Segment Start: Task material
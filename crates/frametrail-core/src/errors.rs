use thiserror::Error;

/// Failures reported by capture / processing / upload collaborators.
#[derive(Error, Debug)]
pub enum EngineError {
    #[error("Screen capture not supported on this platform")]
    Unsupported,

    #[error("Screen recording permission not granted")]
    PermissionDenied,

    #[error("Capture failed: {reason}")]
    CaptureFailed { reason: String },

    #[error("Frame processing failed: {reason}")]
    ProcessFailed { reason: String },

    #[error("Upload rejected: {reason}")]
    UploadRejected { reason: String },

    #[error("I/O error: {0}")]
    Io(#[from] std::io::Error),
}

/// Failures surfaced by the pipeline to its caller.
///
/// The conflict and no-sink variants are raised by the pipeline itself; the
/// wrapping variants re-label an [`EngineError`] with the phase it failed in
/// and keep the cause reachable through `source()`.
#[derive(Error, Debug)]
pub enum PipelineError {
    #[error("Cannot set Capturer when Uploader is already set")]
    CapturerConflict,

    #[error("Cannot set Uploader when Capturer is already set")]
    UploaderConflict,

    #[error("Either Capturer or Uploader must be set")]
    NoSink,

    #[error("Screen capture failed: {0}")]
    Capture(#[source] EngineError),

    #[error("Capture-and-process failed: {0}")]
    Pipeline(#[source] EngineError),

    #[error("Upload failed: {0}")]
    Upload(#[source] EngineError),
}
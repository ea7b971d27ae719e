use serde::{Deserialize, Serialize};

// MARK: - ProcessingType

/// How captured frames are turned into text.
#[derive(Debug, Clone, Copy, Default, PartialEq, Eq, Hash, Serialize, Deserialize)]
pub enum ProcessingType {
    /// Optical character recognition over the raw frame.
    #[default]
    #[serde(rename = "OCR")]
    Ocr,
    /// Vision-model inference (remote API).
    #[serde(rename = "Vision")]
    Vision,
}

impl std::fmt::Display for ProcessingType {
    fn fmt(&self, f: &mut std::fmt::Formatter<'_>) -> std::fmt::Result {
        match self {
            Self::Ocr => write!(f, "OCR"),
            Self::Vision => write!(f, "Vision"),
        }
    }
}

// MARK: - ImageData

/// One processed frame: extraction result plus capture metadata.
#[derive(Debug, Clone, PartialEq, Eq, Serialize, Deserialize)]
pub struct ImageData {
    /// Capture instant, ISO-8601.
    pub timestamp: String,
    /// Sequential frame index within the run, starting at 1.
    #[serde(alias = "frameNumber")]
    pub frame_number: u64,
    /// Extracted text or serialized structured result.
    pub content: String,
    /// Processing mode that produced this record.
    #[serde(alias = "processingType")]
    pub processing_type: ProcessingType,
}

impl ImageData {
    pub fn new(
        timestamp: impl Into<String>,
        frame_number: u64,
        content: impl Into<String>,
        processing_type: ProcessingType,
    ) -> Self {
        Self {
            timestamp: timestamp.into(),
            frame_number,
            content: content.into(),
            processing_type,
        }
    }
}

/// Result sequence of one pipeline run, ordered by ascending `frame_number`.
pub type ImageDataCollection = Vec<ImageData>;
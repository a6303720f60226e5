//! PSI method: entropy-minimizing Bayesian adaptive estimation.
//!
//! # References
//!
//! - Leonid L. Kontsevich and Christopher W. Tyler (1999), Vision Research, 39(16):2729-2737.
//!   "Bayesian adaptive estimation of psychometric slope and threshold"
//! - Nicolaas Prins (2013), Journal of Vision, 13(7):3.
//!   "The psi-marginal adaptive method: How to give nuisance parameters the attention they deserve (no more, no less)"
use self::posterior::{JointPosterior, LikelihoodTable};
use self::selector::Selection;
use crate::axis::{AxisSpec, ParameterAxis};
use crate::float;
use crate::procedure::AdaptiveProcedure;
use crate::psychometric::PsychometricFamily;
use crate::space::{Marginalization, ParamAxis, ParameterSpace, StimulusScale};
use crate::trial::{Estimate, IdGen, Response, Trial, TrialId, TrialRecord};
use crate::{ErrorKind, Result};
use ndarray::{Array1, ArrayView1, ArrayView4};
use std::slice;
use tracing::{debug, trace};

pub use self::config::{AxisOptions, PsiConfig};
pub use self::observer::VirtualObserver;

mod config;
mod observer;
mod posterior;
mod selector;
Segment End: Task material
Task -
Each line of the entries that contains the word "MARK" should be listed.

Solution to this problem -
// MARK: - ProcessingType
// MARK: - ImageData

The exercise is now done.